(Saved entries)
○ ○ ○ ○ ○ ○ ○

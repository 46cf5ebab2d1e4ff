//! Deterministic in-memory `ChainClient`, grounded on the paper-broker idiom
//! used elsewhere in this codebase: no randomness, no wall-clock reads,
//! idempotent submission, state inspectable and settable by the test itself.

use std::collections::HashMap;
use std::sync::Mutex;

use async_trait::async_trait;

use rex_chain::{ChainClient, ConfirmationStatus, SignatureStatus, SubmitError};

pub struct MockChainClient {
    local_address: String,
    native_balance: Mutex<i64>,
    token_balances: Mutex<HashMap<String, i64>>,
    next_signature: Mutex<u64>,
    statuses: Mutex<HashMap<String, Option<SignatureStatus>>>,
    submit_error: Mutex<Option<String>>,
    balance_queries_fail: Mutex<bool>,
}

impl MockChainClient {
    pub fn new(local_address: impl Into<String>) -> Self {
        Self {
            local_address: local_address.into(),
            native_balance: Mutex::new(0),
            token_balances: Mutex::new(HashMap::new()),
            next_signature: Mutex::new(0),
            statuses: Mutex::new(HashMap::new()),
            submit_error: Mutex::new(None),
            balance_queries_fail: Mutex::new(false),
        }
    }

    /// Simulates an RPC outage on balance queries — used to drive the
    /// reconciler into `StillUnresolved` without the deltas involved.
    pub fn set_balance_queries_fail(&self, fail: bool) {
        *self.balance_queries_fail.lock().unwrap() = fail;
    }

    pub fn set_native_balance(&self, lamports: i64) {
        *self.native_balance.lock().unwrap() = lamports;
    }

    pub fn set_token_balance(&self, mint: &str, amount: i64) {
        self.token_balances.lock().unwrap().insert(mint.to_string(), amount);
    }

    pub fn token_balance(&self, mint: &str) -> i64 {
        *self.token_balances.lock().unwrap().get(mint).unwrap_or(&0)
    }

    /// Arranges for the next `submit_signed` call to fail with `reason`,
    /// consuming the arrangement (subsequent submits succeed normally).
    pub fn fail_next_submit(&self, reason: impl Into<String>) {
        *self.submit_error.lock().unwrap() = Some(reason.into());
    }

    /// Marks `signature` as landed with no error, at the given confirmation
    /// depth. Call this with the signature returned by `submit_signed` (the
    /// counter is deterministic: `"MOCKSIG1"`, `"MOCKSIG2"`, ...).
    pub fn queue_confirmed(&self, signature: impl Into<String>) {
        self.statuses.lock().unwrap().insert(
            signature.into(),
            Some(SignatureStatus { confirmation_status: ConfirmationStatus::Finalized, err: None, slot: 1 }),
        );
    }

    pub fn queue_failed(&self, signature: impl Into<String>, err: impl Into<String>) {
        self.statuses.lock().unwrap().insert(
            signature.into(),
            Some(SignatureStatus { confirmation_status: ConfirmationStatus::Processed, err: Some(err.into()), slot: 1 }),
        );
    }

    /// Leaves `signature` permanently unresolved, i.e. `get_signature_status`
    /// keeps returning `None` until a caller's timeout elapses — simulates
    /// the path into TxOutcome::Unknown.
    pub fn leave_unresolved(&self, signature: impl Into<String>) {
        self.statuses.lock().unwrap().insert(signature.into(), None);
    }

    /// The signature the next `submit_signed` call will return, without
    /// consuming it. Lets a test pre-register `queue_confirmed` before the
    /// coordinator ever calls submit.
    pub fn peek_next_signature(&self) -> String {
        format!("MOCKSIG{}", *self.next_signature.lock().unwrap() + 1)
    }
}

#[async_trait]
impl ChainClient for MockChainClient {
    async fn submit_signed(&self, _tx_bytes: &[u8]) -> Result<String, SubmitError> {
        if let Some(reason) = self.submit_error.lock().unwrap().take() {
            return Err(SubmitError::SendFailed(reason));
        }
        let mut n = self.next_signature.lock().unwrap();
        *n += 1;
        Ok(format!("MOCKSIG{n}"))
    }

    async fn get_signature_status(&self, signature: &str) -> anyhow::Result<Option<SignatureStatus>> {
        Ok(self.statuses.lock().unwrap().get(signature).cloned().flatten())
    }

    async fn get_native_balance(&self) -> anyhow::Result<i64> {
        if *self.balance_queries_fail.lock().unwrap() {
            anyhow::bail!("mock rpc outage: get_native_balance");
        }
        Ok(*self.native_balance.lock().unwrap())
    }

    async fn get_token_balance(&self, mint: &str) -> anyhow::Result<i64> {
        if *self.balance_queries_fail.lock().unwrap() {
            anyhow::bail!("mock rpc outage: get_token_balance");
        }
        Ok(self.token_balance(mint))
    }

    fn local_address(&self) -> String {
        self.local_address.clone()
    }
}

○ ○ ○ ○ ○ ○ ○

Exercise:
Could you print, word for word, the line containing "async fn get_token_balance(&self, mint: &str)" and every line after it through the end of the records, and nothing else?

Solution for this problem:
    async fn get_token_balance(&self, mint: &str) -> anyhow::Result<i64> {
        if *self.balance_queries_fail.lock().unwrap() {
            anyhow::bail!("mock rpc outage: get_token_balance");
        }
        Ok(self.token_balance(mint))
    }

    fn local_address(&self) -> String {
        self.local_address.clone()
    }
}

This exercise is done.